Venait ensuite le magnifique concerto pour violon et orchestre n° 1 en sol mineur de Max Bruch (1868 dans sa version définitive) que le jeune virtuose suédois Daniel Lozakovich a interprété avec l’un de ses deux Stradivarius. Le violoniste possède à la fois une prestance, une force et une délicatesse hors pair. L’œuvre, pourtant très fournie de Bruch est à ce jour totalement méconnue, qu’il s’agisse de musique de chambre où de symphonies. Mais, exception remarquable, ce concerto est considéré à juste titre comme l’un des plus beaux du répertoire pour violon et orchestre. D’un romantisme tardif, mais échevelé, il conjugue des moments de puissance et de douceur, avec une rare richesse mélodique. Le violon alterne les berceuses et les déchainements lyriques. Nous  atteignons les sommets de l’art et le public acclame.

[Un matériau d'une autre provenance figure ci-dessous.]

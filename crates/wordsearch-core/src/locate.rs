//! Resolving selections and recovering word paths.
//!
//! Two related operations share one walking primitive, [`trace_path`]:
//!
//! - [`resolve_selection`] reads the letters under an already validated path.
//! - [`locate_word_path`] searches the whole grid for a word, forwards or
//!   backwards, and returns the cells it occupies.

use crate::{Direction, Letter, LetterGrid, Position, Word};

/// Returns the row-major indices of `len` cells starting at `start` and walking
/// along `direction`, or `None` if the walk leaves a `size`×`size` grid.
///
/// # Examples
///
/// ```
/// use wordsearch_core::{Direction, Position, locate::trace_path};
///
/// let path = trace_path(Position::new(0, 3), Direction::UpRight, 4, 4);
/// assert_eq!(path, Some(vec![12, 9, 6, 3]));
/// assert_eq!(trace_path(Position::new(1, 3), Direction::UpRight, 4, 4), None);
/// ```
#[must_use]
pub fn trace_path(
    start: Position,
    direction: Direction,
    len: usize,
    size: usize,
) -> Option<Vec<usize>> {
    (0..len)
        .map(|i| start.step(direction, i, size).map(|pos| pos.to_index(size)))
        .collect()
}

/// Returns the string spelled by the cells of `path`, in path order.
///
/// The path is assumed to be validated already; indices outside the grid
/// contribute nothing. The caller compares the result, and its reversal, with
/// the words still to be found.
#[must_use]
pub fn resolve_selection(path: &[usize], grid: &LetterGrid) -> String {
    path.iter()
        .filter_map(|&index| grid.letter_at(index))
        .map(Letter::as_char)
        .collect()
}

/// Searches `grid` for `word`, spelled forwards or backwards along any of the
/// eight directions, and returns the indices of its cells.
///
/// Start cells are tried in row-major order and, from each start cell, the
/// directions in [`Direction::SCAN_ORDER`]. The first match wins, so when the
/// same letters occur in more than one place only the first is reported. The
/// returned path runs from the first matched cell, so a backwards occurrence
/// yields the cells from the word's last letter to its first.
///
/// # Examples
///
/// ```
/// use wordsearch_core::{LetterGrid, Word, locate::locate_word_path};
///
/// let grid: LetterGrid = "
///     XTXX
///     XAXX
///     XCXX
///     XXXX
/// ".parse().unwrap();
/// let word: Word = "CAT".parse().unwrap();
///
/// assert_eq!(locate_word_path(&grid, &word), Some(vec![1, 5, 9]));
/// assert_eq!(locate_word_path(&grid, &"DOG".parse().unwrap()), None);
/// ```
#[must_use]
pub fn locate_word_path(grid: &LetterGrid, word: &Word) -> Option<Vec<usize>> {
    let size = grid.size();
    grid.positions().find_map(|start| {
        Direction::SCAN_ORDER.into_iter().find_map(|direction| {
            let path = trace_path(start, direction, word.len(), size)?;
            spells(grid, &path, word).then_some(path)
        })
    })
}

/// Returns `true` if the cells of `path` spell `word` forwards or backwards.
#[must_use]
pub fn spells(grid: &LetterGrid, path: &[usize], word: &Word) -> bool {
    let letters: Option<Vec<Letter>> = path.iter().map(|&index| grid.letter_at(index)).collect();
    letters.is_some_and(|letters| word.matches_either_way(&letters))
}

#[cfg(test)]
mod tests {
    use proptest::prelude::*;

    use super::*;

    fn grid(text: &str) -> LetterGrid {
        text.parse().expect("valid grid")
    }

    fn word(text: &str) -> Word {
        text.parse().expect("valid word")
    }

    #[test]
    fn test_resolve_selection_reads_in_path_order() {
        let grid = grid("CATX/XXXX/XXXX/XXXX");
        assert_eq!(resolve_selection(&[0, 1, 2], &grid), "CAT");
        assert_eq!(resolve_selection(&[2, 1, 0], &grid), "TAC");
        assert_eq!(resolve_selection(&[], &grid), "");
        assert_eq!(resolve_selection(&[0, 99], &grid), "C");
    }

    #[test]
    fn test_locate_each_direction() {
        let cases = [
            ("CATX/XXXX/XXXX/XXXX", vec![0, 1, 2]),
            ("TACX/XXXX/XXXX/XXXX", vec![0, 1, 2]),
            ("CXXX/AXXX/TXXX/XXXX", vec![0, 4, 8]),
            ("CXXX/XAXX/XXTX/XXXX", vec![0, 5, 10]),
            ("XXXC/XXAX/XTXX/XXXX", vec![3, 6, 9]),
            ("XXXX/XXXT/XXAX/XCXX", vec![7, 10, 13]),
        ];
        for (text, expected) in cases {
            let grid = grid(text);
            let path = locate_word_path(&grid, &word("CAT"));
            assert_eq!(path, Some(expected), "grid {text}");
        }
    }

    #[test]
    fn test_locate_prefers_first_start_cell() {
        // Two occurrences: row 0 and row 2.
        let grid = grid("XXXX/XXXX/CATX/CATX");
        assert_eq!(locate_word_path(&grid, &word("CAT")), Some(vec![8, 9, 10]));
    }

    #[test]
    fn test_locate_direction_priority() {
        // From (0,0) both right and down spell "CA"; right is tried first.
        let grid = grid("CA/AX");
        assert_eq!(locate_word_path(&grid, &word("CA")), Some(vec![0, 1]));
    }

    #[test]
    fn test_locate_does_not_wrap_rows() {
        // "CAT" would appear across the row boundary in flat order.
        let grid = grid("XXC/ATX/XXX");
        assert_eq!(locate_word_path(&grid, &word("CAT")), None);
    }

    #[test]
    fn test_locate_word_longer_than_grid() {
        let grid = grid("AB/CD");
        assert_eq!(locate_word_path(&grid, &word("ABC")), None);
    }

    #[test]
    fn test_spells() {
        let grid = grid("CATX/XXXX/XXXX/XXXX");
        assert!(spells(&grid, &[0, 1, 2], &word("CAT")));
        assert!(spells(&grid, &[2, 1, 0], &word("CAT")));
        assert!(!spells(&grid, &[0, 1], &word("CAT")));
        assert!(!spells(&grid, &[0, 1, 20], &word("CAT")));
    }

    proptest! {
        #[test]
        fn test_traced_path_resolves_to_written_word(
            x in 0usize..6,
            y in 0usize..6,
            dir_index in 0usize..8,
            text in "[A-Z]{2,4}",
        ) {
            let size = 6;
            let direction = Direction::ALL[dir_index];
            let target = word(&text);
            let path = trace_path(Position::new(x, y), direction, target.len(), size);
            prop_assume!(path.is_some());
            let path = path.unwrap();

            let mut cells = vec![Letter::from_index(0); size * size];
            for (&index, &letter) in path.iter().zip(target.letters()) {
                cells[index] = letter;
            }
            let grid = LetterGrid::from_cells(size, cells).unwrap();

            prop_assert_eq!(resolve_selection(&path, &grid), text.clone());
            let backwards: Vec<usize> = path.iter().rev().copied().collect();
            prop_assert_eq!(resolve_selection(&backwards, &grid), target.reversed().to_string());

            let located = locate_word_path(&grid, &target).unwrap();
            prop_assert!(spells(&grid, &located, &target));
        }
    }
}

Le soliste s’est tourné plusieurs fois, aux moments où l’orchestre jouait seul, vers ses sœurs et frères violonistes, semblant les couver du regard, avant de reprendre le discours musical. A peine âgé de 23 ans, Daniel Lozakovich a déjà derrière lui la moitié de son existence comme soliste, rôle dans lequel il a déjà parcouru le vaste monde.  Félicitons nous de son passage à Marseille qui atteste de  l’attractivité culturelle de la ville. Né en Suède, Lozakovich est d’origine kirghize et biélorusse par ses parents, qui n’étaient pas musiciens. Mais à sept, ans, il entendit jouer du violon…

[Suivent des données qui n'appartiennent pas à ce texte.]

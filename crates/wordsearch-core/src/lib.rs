//! Core data structures and algorithms for word-search puzzles.
//!
//! This crate provides the types shared by grid generation, selection handling,
//! and game management components.
//!
//! # Overview
//!
//! The crate is organized around three concepts:
//!
//! 1. **Core types** - Fundamental puzzle types
//!    - [`letter`]: Type-safe representation of grid letters A-Z
//!    - [`word`]: Target words made of [`Letter`]s
//!    - [`position`]: Grid coordinates and their row-major index mapping
//!    - [`direction`]: The eight compass directions used for placement and matching
//!
//! 2. **Grid** - [`grid`]: The square [`LetterGrid`] forming the puzzle surface
//!
//! 3. **Selection engine** - Pure functions operating on cell index paths
//!    - [`selection`]: Straight-line validation of dragged cell paths
//!    - [`locate`]: Resolving a path into its spelled string, and searching the grid
//!      for the path of a word
//!
//! # Examples
//!
//! ```
//! use wordsearch_core::{LetterGrid, Word, locate, selection};
//!
//! let grid: LetterGrid = "CAT/XXX/XXX".parse().unwrap();
//!
//! // The first row, dragged left to right
//! let path = [0, 1, 2];
//! assert!(selection::is_valid_selection(&path, grid.size()));
//! assert_eq!(locate::resolve_selection(&path, &grid), "CAT");
//!
//! // Highlight recovery for a found word
//! let word: Word = "TAC".parse().unwrap();
//! assert_eq!(locate::locate_word_path(&grid, &word), Some(vec![0, 1, 2]));
//! ```

pub mod direction;
pub mod grid;
pub mod letter;
pub mod locate;
pub mod position;
pub mod selection;
pub mod word;

// Re-export commonly used types
pub use self::{
    direction::Direction,
    grid::{GridParseError, LetterGrid},
    letter::{Letter, LetterError},
    position::{Position, to_coord, to_index},
    selection::Selection,
    word::{Word, WordParseError},
};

En rappel, l’artiste qui fait preuve d’une certaine noblesse gestuelle, nous a offert une variation personnelle subtile des Feuilles mortes, musique célébrissime de Joseph Kosma et une œuvre très difficile, commençant comme du Berg, puis devenant mélodique. Bien que nous ayons mobilisé « nos services de renseignement », nous n’avons pu parvenir à  l’identifier. Aussi serions nous reconnaissant à la lectrice ou au lecteur qui  bénéficierait d’une culture musicale supérieure à la nôtre d’avoir la gentillesse de poster un commentaire pour nous en faire bénéficier.

 

Daniel Lozakovich - Photo @Christian Dresse

Proposée en deuxième partie du concert, la quatrième symphonie de Krzysztof Penderecki, écrite en 1989. Ce compositeur polonais (1933-2000), très prisé des cinéastes, est rarement joué en France et cette symphonie aura été pour beaucoup une découverte. Cela ne fut certainement pas le cas pour notre chef cosmopolite qui a connu le compositeur lorsqu’il dirigeait l’orchestre symphonique national de la radio polonaise à la fin du XXème siècle. Les langages classique et moderne sont ici mélangés, peut-être aux dépens d’une audition confortable. Parti dans sa jeunesse de la musique sérielle, autant dire inaudible, qui régnait à son époque, Penderecki en est ensuite venu à un langage néoclassique, voire néoromantique. La quatrième symphonie relève de la deuxième période. Elle présente un univers  savamment construit de contrastes dans une partition que l’orchestre a su remarquablement  illustrer avec un bel équilibre des cuivres et des bois, en particulier, mais aussi des cordes, les alti nous ayant semblé être particulièrement sollicités.

Le prochain concert s’inscrira dans le cycle de musique de Chambre, le samedi  23 mars à 17h,  au Foyer Reyer de l’opéra, avec un trio formé de Valentin Favre à la clarinette, Magali Demesse à l’alto et Olivier Lechardeur au piano, sous le titre « caméléons ». Nous retrouverons avec plaisir Max Bruch avec un extrait de ses huit pièces opus 83, deux mouvements de sonates de Brahms, un hommage à Robert Schumann de György Kurtàg-hongrois de Roumanie bientôt centenaire- et, du même Schumann, les Märchenerzählungen, op. 132. Il est prudent de réserver, vu le nombre restreint de places dans ce Foyer si attachant.